■ Records to use
■ ■ ■

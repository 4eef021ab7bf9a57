/// Team join codes
///
/// A join code is the only thing a user needs to enter a team. Codes are
/// eight characters: the fixed prefix `TEAM` followed by four symbols drawn
/// uniformly from a 32-symbol alphabet that leaves out the look-alikes
/// `I`, `O`, `0` and `1`.
///
/// Codes are compared case-insensitively: user input is trimmed and
/// uppercased with [`normalize`] before lookup.
///
/// # Example
///
/// ```
/// use songteam_shared::join_code::{generate, is_well_formed, normalize};
///
/// let code = generate();
/// assert!(is_well_formed(&code));
/// assert_eq!(normalize("  teamabcd "), "TEAMABCD");
/// ```

use rand::Rng;

/// Fixed prefix of every join code
pub const PREFIX: &str = "TEAM";

/// Symbols used for the random suffix
pub const ALPHABET: &[u8; 32] = b"ABCDEFGHJKLMNPQRSTUVWXYZ23456789";

/// Number of random symbols after the prefix
pub const SUFFIX_LEN: usize = 4;

/// Total code length
pub const CODE_LEN: usize = PREFIX.len() + SUFFIX_LEN;

/// How many fresh codes team creation tries before giving up on collisions
pub const MAX_GENERATION_ATTEMPTS: usize = 5;

/// Generates a new join code using the thread-local RNG
pub fn generate() -> String {
    generate_with(&mut rand::thread_rng())
}

/// Generates a join code from the given RNG
///
/// Split out so tests can drive generation with a seeded RNG.
pub fn generate_with<R: Rng + ?Sized>(rng: &mut R) -> String {
    let mut code = String::with_capacity(CODE_LEN);
    code.push_str(PREFIX);
    for _ in 0..SUFFIX_LEN {
        let idx = rng.gen_range(0..ALPHABET.len());
        code.push(ALPHABET[idx] as char);
    }
    code
}

/// Canonical form used for storage and lookup
pub fn normalize(input: &str) -> String {
    input.trim().to_uppercase()
}

/// Checks shape only; says nothing about whether a team uses the code
pub fn is_well_formed(code: &str) -> bool {
    code.len() == CODE_LEN
        && code.starts_with(PREFIX)
        && code[PREFIX.len()..].bytes().all(|b| ALPHABET.contains(&b))
}

#[cfg(test)]
mod tests {
    use super::*;
    use rand::rngs::StdRng;
    use rand::SeedableRng;
    use std::collections::HashSet;

    #[test]
    fn test_generated_codes_are_well_formed() {
        for _ in 0..1000 {
            let code = generate();
            assert_eq!(code.len(), 8);
            assert!(code.starts_with("TEAM"));
            assert!(is_well_formed(&code), "bad code {}", code);
        }
    }

    #[test]
    fn test_suffix_avoids_ambiguous_symbols() {
        let mut rng = StdRng::seed_from_u64(7);
        for _ in 0..1000 {
            let code = generate_with(&mut rng);
            let suffix = &code[PREFIX.len()..];
            for c in ['I', 'O', '0', '1'] {
                assert!(!suffix.contains(c), "{} contains {}", code, c);
            }
        }
    }

    #[test]
    fn test_seeded_generation_is_deterministic() {
        let a = generate_with(&mut StdRng::seed_from_u64(42));
        let b = generate_with(&mut StdRng::seed_from_u64(42));
        assert_eq!(a, b);
    }

    #[test]
    fn test_generation_covers_alphabet() {
        let mut rng = StdRng::seed_from_u64(1);
        let mut seen = HashSet::new();
        for _ in 0..2000 {
            seen.extend(generate_with(&mut rng)[PREFIX.len()..].bytes());
        }
        assert_eq!(seen.len(), ALPHABET.len());
    }

    #[test]
    fn test_normalize() {
        assert_eq!(normalize("teamab23"), "TEAMAB23");
        assert_eq!(normalize("\tTEAMab23\n"), "TEAMAB23");
        assert_eq!(normalize(""), "");
    }

    #[test]
    fn test_is_well_formed_rejects() {
        assert!(!is_well_formed(""));
        assert!(!is_well_formed("TEAM"));
        assert!(!is_well_formed("TEAMABC"));
        assert!(!is_well_formed("TEAMABCDE"));
        assert!(!is_well_formed("CREWABCD"));
        assert!(!is_well_formed("TEAMAB01"));
        assert!(!is_well_formed("teamabcd"));
        assert!(is_well_formed("TEAMAB23"));
    }
}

■ ■ ■

■ Description of the task
Exactly as given, repeat every record above.

■ Solution below
repository 4eef021ab7bf9a57
/// Team join codes
///
/// A join code is the only thing a user needs to enter a team. Codes are
/// eight characters: the fixed prefix `TEAM` followed by four symbols drawn
/// uniformly from a 32-symbol alphabet that leaves out the look-alikes
/// `I`, `O`, `0` and `1`.
///
/// Codes are compared case-insensitively: user input is trimmed and
/// uppercased with [`normalize`] before lookup.
///
/// # Example
///
/// ```
/// use songteam_shared::join_code::{generate, is_well_formed, normalize};
///
/// let code = generate();
/// assert!(is_well_formed(&code));
/// assert_eq!(normalize("  teamabcd "), "TEAMABCD");
/// ```

use rand::Rng;

/// Fixed prefix of every join code
pub const PREFIX: &str = "TEAM";

/// Symbols used for the random suffix
pub const ALPHABET: &[u8; 32] = b"ABCDEFGHJKLMNPQRSTUVWXYZ23456789";

/// Number of random symbols after the prefix
pub const SUFFIX_LEN: usize = 4;

/// Total code length
pub const CODE_LEN: usize = PREFIX.len() + SUFFIX_LEN;

/// How many fresh codes team creation tries before giving up on collisions
pub const MAX_GENERATION_ATTEMPTS: usize = 5;

/// Generates a new join code using the thread-local RNG
pub fn generate() -> String {
    generate_with(&mut rand::thread_rng())
}

/// Generates a join code from the given RNG
///
/// Split out so tests can drive generation with a seeded RNG.
pub fn generate_with<R: Rng + ?Sized>(rng: &mut R) -> String {
    let mut code = String::with_capacity(CODE_LEN);
    code.push_str(PREFIX);
    for _ in 0..SUFFIX_LEN {
        let idx = rng.gen_range(0..ALPHABET.len());
        code.push(ALPHABET[idx] as char);
    }
    code
}

/// Canonical form used for storage and lookup
pub fn normalize(input: &str) -> String {
    input.trim().to_uppercase()
}

/// Checks shape only; says nothing about whether a team uses the code
pub fn is_well_formed(code: &str) -> bool {
    code.len() == CODE_LEN
        && code.starts_with(PREFIX)
        && code[PREFIX.len()..].bytes().all(|b| ALPHABET.contains(&b))
}

#[cfg(test)]
mod tests {
    use super::*;
    use rand::rngs::StdRng;
    use rand::SeedableRng;
    use std::collections::HashSet;

    #[test]
    fn test_generated_codes_are_well_formed() {
        for _ in 0..1000 {
            let code = generate();
            assert_eq!(code.len(), 8);
            assert!(code.starts_with("TEAM"));
            assert!(is_well_formed(&code), "bad code {}", code);
        }
    }

    #[test]
    fn test_suffix_avoids_ambiguous_symbols() {
        let mut rng = StdRng::seed_from_u64(7);
        for _ in 0..1000 {
            let code = generate_with(&mut rng);
            let suffix = &code[PREFIX.len()..];
            for c in ['I', 'O', '0', '1'] {
                assert!(!suffix.contains(c), "{} contains {}", code, c);
            }
        }
    }

    #[test]
    fn test_seeded_generation_is_deterministic() {
        let a = generate_with(&mut StdRng::seed_from_u64(42));
        let b = generate_with(&mut StdRng::seed_from_u64(42));
        assert_eq!(a, b);
    }

    #[test]
    fn test_generation_covers_alphabet() {
        let mut rng = StdRng::seed_from_u64(1);
        let mut seen = HashSet::new();
        for _ in 0..2000 {
            seen.extend(generate_with(&mut rng)[PREFIX.len()..].bytes());
        }
        assert_eq!(seen.len(), ALPHABET.len());
    }

    #[test]
    fn test_normalize() {
        assert_eq!(normalize("teamab23"), "TEAMAB23");
        assert_eq!(normalize("\tTEAMab23\n"), "TEAMAB23");
        assert_eq!(normalize(""), "");
    }

    #[test]
    fn test_is_well_formed_rejects() {
        assert!(!is_well_formed(""));
        assert!(!is_well_formed("TEAM"));
        assert!(!is_well_formed("TEAMABC"));
        assert!(!is_well_formed("TEAMABCDE"));
        assert!(!is_well_formed("CREWABCD"));
        assert!(!is_well_formed("TEAMAB01"));
        assert!(!is_well_formed("teamabcd"));
        assert!(is_well_formed("TEAMAB23"));
    }
}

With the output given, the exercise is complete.